# Stored entries:
************
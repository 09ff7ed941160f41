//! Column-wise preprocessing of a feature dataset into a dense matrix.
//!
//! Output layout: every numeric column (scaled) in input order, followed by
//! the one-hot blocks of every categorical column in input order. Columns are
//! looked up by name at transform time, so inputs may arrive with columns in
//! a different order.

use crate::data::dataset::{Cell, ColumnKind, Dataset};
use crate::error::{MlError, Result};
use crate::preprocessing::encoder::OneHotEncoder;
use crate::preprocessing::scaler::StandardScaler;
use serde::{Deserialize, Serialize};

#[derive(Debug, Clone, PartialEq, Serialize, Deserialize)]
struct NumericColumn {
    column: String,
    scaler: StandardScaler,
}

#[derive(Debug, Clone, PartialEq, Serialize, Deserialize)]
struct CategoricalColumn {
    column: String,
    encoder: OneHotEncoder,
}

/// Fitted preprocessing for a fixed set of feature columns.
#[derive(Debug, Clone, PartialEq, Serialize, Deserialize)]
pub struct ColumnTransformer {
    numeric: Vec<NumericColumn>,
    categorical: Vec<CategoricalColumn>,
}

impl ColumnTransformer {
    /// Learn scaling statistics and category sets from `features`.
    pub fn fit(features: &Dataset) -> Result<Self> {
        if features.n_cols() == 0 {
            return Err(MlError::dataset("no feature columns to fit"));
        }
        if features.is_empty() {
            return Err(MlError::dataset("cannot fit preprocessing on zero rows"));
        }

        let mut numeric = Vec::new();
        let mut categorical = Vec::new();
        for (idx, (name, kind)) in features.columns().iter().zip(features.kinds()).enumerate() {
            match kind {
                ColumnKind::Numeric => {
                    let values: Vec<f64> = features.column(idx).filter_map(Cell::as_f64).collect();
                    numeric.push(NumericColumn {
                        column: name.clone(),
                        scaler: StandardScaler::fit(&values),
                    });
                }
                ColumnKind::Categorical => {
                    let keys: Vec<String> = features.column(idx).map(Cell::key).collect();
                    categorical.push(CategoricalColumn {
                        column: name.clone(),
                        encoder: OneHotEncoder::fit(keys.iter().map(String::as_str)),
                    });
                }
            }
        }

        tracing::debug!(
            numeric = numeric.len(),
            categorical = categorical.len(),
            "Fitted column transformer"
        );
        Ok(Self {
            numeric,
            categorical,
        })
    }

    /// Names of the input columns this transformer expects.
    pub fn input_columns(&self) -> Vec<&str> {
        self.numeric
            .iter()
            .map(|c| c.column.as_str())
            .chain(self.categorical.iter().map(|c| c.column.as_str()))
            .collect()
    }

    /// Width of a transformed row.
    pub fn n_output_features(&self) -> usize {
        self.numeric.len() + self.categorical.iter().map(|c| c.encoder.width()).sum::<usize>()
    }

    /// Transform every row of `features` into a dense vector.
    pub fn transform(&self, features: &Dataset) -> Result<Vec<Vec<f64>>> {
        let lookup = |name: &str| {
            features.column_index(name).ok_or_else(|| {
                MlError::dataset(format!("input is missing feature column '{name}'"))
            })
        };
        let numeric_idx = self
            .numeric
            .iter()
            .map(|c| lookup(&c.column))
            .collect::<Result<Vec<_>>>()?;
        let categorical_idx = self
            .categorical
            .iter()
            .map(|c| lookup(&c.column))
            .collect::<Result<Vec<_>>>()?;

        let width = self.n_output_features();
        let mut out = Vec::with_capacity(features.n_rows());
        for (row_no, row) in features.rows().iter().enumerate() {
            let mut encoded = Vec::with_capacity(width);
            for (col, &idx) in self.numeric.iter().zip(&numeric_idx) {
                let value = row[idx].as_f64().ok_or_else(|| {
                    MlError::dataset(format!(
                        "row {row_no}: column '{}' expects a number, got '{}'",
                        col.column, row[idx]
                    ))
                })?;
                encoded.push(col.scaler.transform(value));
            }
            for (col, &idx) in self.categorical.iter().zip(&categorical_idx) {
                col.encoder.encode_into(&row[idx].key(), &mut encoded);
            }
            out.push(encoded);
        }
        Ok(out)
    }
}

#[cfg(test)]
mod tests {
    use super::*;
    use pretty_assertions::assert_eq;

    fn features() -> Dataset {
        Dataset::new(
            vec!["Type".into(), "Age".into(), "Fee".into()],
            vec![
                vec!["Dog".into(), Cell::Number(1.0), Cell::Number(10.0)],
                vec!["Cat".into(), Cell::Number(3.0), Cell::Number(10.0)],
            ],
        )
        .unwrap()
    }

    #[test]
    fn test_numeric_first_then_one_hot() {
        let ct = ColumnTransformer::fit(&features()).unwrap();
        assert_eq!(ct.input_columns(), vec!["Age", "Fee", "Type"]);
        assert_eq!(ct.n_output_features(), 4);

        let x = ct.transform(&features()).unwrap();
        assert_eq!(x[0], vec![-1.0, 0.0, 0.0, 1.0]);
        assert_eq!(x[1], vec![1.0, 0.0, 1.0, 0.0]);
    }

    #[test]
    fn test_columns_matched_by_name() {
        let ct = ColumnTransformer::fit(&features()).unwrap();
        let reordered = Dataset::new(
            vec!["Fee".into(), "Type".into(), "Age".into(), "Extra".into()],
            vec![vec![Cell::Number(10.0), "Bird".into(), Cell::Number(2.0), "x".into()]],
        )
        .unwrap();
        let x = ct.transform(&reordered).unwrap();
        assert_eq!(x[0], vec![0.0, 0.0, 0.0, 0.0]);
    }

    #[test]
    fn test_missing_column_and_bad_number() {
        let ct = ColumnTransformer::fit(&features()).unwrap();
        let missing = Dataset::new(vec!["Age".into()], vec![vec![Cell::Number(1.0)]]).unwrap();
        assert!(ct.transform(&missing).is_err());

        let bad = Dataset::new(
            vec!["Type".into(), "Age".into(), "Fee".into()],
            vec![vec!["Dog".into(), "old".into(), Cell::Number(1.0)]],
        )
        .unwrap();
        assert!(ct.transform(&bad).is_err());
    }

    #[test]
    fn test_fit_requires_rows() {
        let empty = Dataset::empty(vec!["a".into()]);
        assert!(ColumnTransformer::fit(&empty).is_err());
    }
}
************
This exercise requires an exact copy of all the records.

repository 09ff7ed941160f41
//! Column-wise preprocessing of a feature dataset into a dense matrix.
//!
//! Output layout: every numeric column (scaled) in input order, followed by
//! the one-hot blocks of every categorical column in input order. Columns are
//! looked up by name at transform time, so inputs may arrive with columns in
//! a different order.

use crate::data::dataset::{Cell, ColumnKind, Dataset};
use crate::error::{MlError, Result};
use crate::preprocessing::encoder::OneHotEncoder;
use crate::preprocessing::scaler::StandardScaler;
use serde::{Deserialize, Serialize};

#[derive(Debug, Clone, PartialEq, Serialize, Deserialize)]
struct NumericColumn {
    column: String,
    scaler: StandardScaler,
}

#[derive(Debug, Clone, PartialEq, Serialize, Deserialize)]
struct CategoricalColumn {
    column: String,
    encoder: OneHotEncoder,
}

/// Fitted preprocessing for a fixed set of feature columns.
#[derive(Debug, Clone, PartialEq, Serialize, Deserialize)]
pub struct ColumnTransformer {
    numeric: Vec<NumericColumn>,
    categorical: Vec<CategoricalColumn>,
}

impl ColumnTransformer {
    /// Learn scaling statistics and category sets from `features`.
    pub fn fit(features: &Dataset) -> Result<Self> {
        if features.n_cols() == 0 {
            return Err(MlError::dataset("no feature columns to fit"));
        }
        if features.is_empty() {
            return Err(MlError::dataset("cannot fit preprocessing on zero rows"));
        }

        let mut numeric = Vec::new();
        let mut categorical = Vec::new();
        for (idx, (name, kind)) in features.columns().iter().zip(features.kinds()).enumerate() {
            match kind {
                ColumnKind::Numeric => {
                    let values: Vec<f64> = features.column(idx).filter_map(Cell::as_f64).collect();
                    numeric.push(NumericColumn {
                        column: name.clone(),
                        scaler: StandardScaler::fit(&values),
                    });
                }
                ColumnKind::Categorical => {
                    let keys: Vec<String> = features.column(idx).map(Cell::key).collect();
                    categorical.push(CategoricalColumn {
                        column: name.clone(),
                        encoder: OneHotEncoder::fit(keys.iter().map(String::as_str)),
                    });
                }
            }
        }

        tracing::debug!(
            numeric = numeric.len(),
            categorical = categorical.len(),
            "Fitted column transformer"
        );
        Ok(Self {
            numeric,
            categorical,
        })
    }

    /// Names of the input columns this transformer expects.
    pub fn input_columns(&self) -> Vec<&str> {
        self.numeric
            .iter()
            .map(|c| c.column.as_str())
            .chain(self.categorical.iter().map(|c| c.column.as_str()))
            .collect()
    }

    /// Width of a transformed row.
    pub fn n_output_features(&self) -> usize {
        self.numeric.len() + self.categorical.iter().map(|c| c.encoder.width()).sum::<usize>()
    }

    /// Transform every row of `features` into a dense vector.
    pub fn transform(&self, features: &Dataset) -> Result<Vec<Vec<f64>>> {
        let lookup = |name: &str| {
            features.column_index(name).ok_or_else(|| {
                MlError::dataset(format!("input is missing feature column '{name}'"))
            })
        };
        let numeric_idx = self
            .numeric
            .iter()
            .map(|c| lookup(&c.column))
            .collect::<Result<Vec<_>>>()?;
        let categorical_idx = self
            .categorical
            .iter()
            .map(|c| lookup(&c.column))
            .collect::<Result<Vec<_>>>()?;

        let width = self.n_output_features();
        let mut out = Vec::with_capacity(features.n_rows());
        for (row_no, row) in features.rows().iter().enumerate() {
            let mut encoded = Vec::with_capacity(width);
            for (col, &idx) in self.numeric.iter().zip(&numeric_idx) {
                let value = row[idx].as_f64().ok_or_else(|| {
                    MlError::dataset(format!(
                        "row {row_no}: column '{}' expects a number, got '{}'",
                        col.column, row[idx]
                    ))
                })?;
                encoded.push(col.scaler.transform(value));
            }
            for (col, &idx) in self.categorical.iter().zip(&categorical_idx) {
                col.encoder.encode_into(&row[idx].key(), &mut encoded);
            }
            out.push(encoded);
        }
        Ok(out)
    }
}

#[cfg(test)]
mod tests {
    use super::*;
    use pretty_assertions::assert_eq;

    fn features() -> Dataset {
        Dataset::new(
            vec!["Type".into(), "Age".into(), "Fee".into()],
            vec![
                vec!["Dog".into(), Cell::Number(1.0), Cell::Number(10.0)],
                vec!["Cat".into(), Cell::Number(3.0), Cell::Number(10.0)],
            ],
        )
        .unwrap()
    }

    #[test]
    fn test_numeric_first_then_one_hot() {
        let ct = ColumnTransformer::fit(&features()).unwrap();
        assert_eq!(ct.input_columns(), vec!["Age", "Fee", "Type"]);
        assert_eq!(ct.n_output_features(), 4);

        let x = ct.transform(&features()).unwrap();
        assert_eq!(x[0], vec![-1.0, 0.0, 0.0, 1.0]);
        assert_eq!(x[1], vec![1.0, 0.0, 1.0, 0.0]);
    }

    #[test]
    fn test_columns_matched_by_name() {
        let ct = ColumnTransformer::fit(&features()).unwrap();
        let reordered = Dataset::new(
            vec!["Fee".into(), "Type".into(), "Age".into(), "Extra".into()],
            vec![vec![Cell::Number(10.0), "Bird".into(), Cell::Number(2.0), "x".into()]],
        )
        .unwrap();
        let x = ct.transform(&reordered).unwrap();
        assert_eq!(x[0], vec![0.0, 0.0, 0.0, 0.0]);
    }

    #[test]
    fn test_missing_column_and_bad_number() {
        let ct = ColumnTransformer::fit(&features()).unwrap();
        let missing = Dataset::new(vec!["Age".into()], vec![vec![Cell::Number(1.0)]]).unwrap();
        assert!(ct.transform(&missing).is_err());

        let bad = Dataset::new(
            vec!["Type".into(), "Age".into(), "Fee".into()],
            vec![vec!["Dog".into(), "old".into(), Cell::Number(1.0)]],
        )
        .unwrap();
        assert!(ct.transform(&bad).is_err());
    }

    #[test]
    fn test_fit_requires_rows() {
        let empty = Dataset::empty(vec!["a".into()]);
        assert!(ColumnTransformer::fit(&empty).is_err());
    }
}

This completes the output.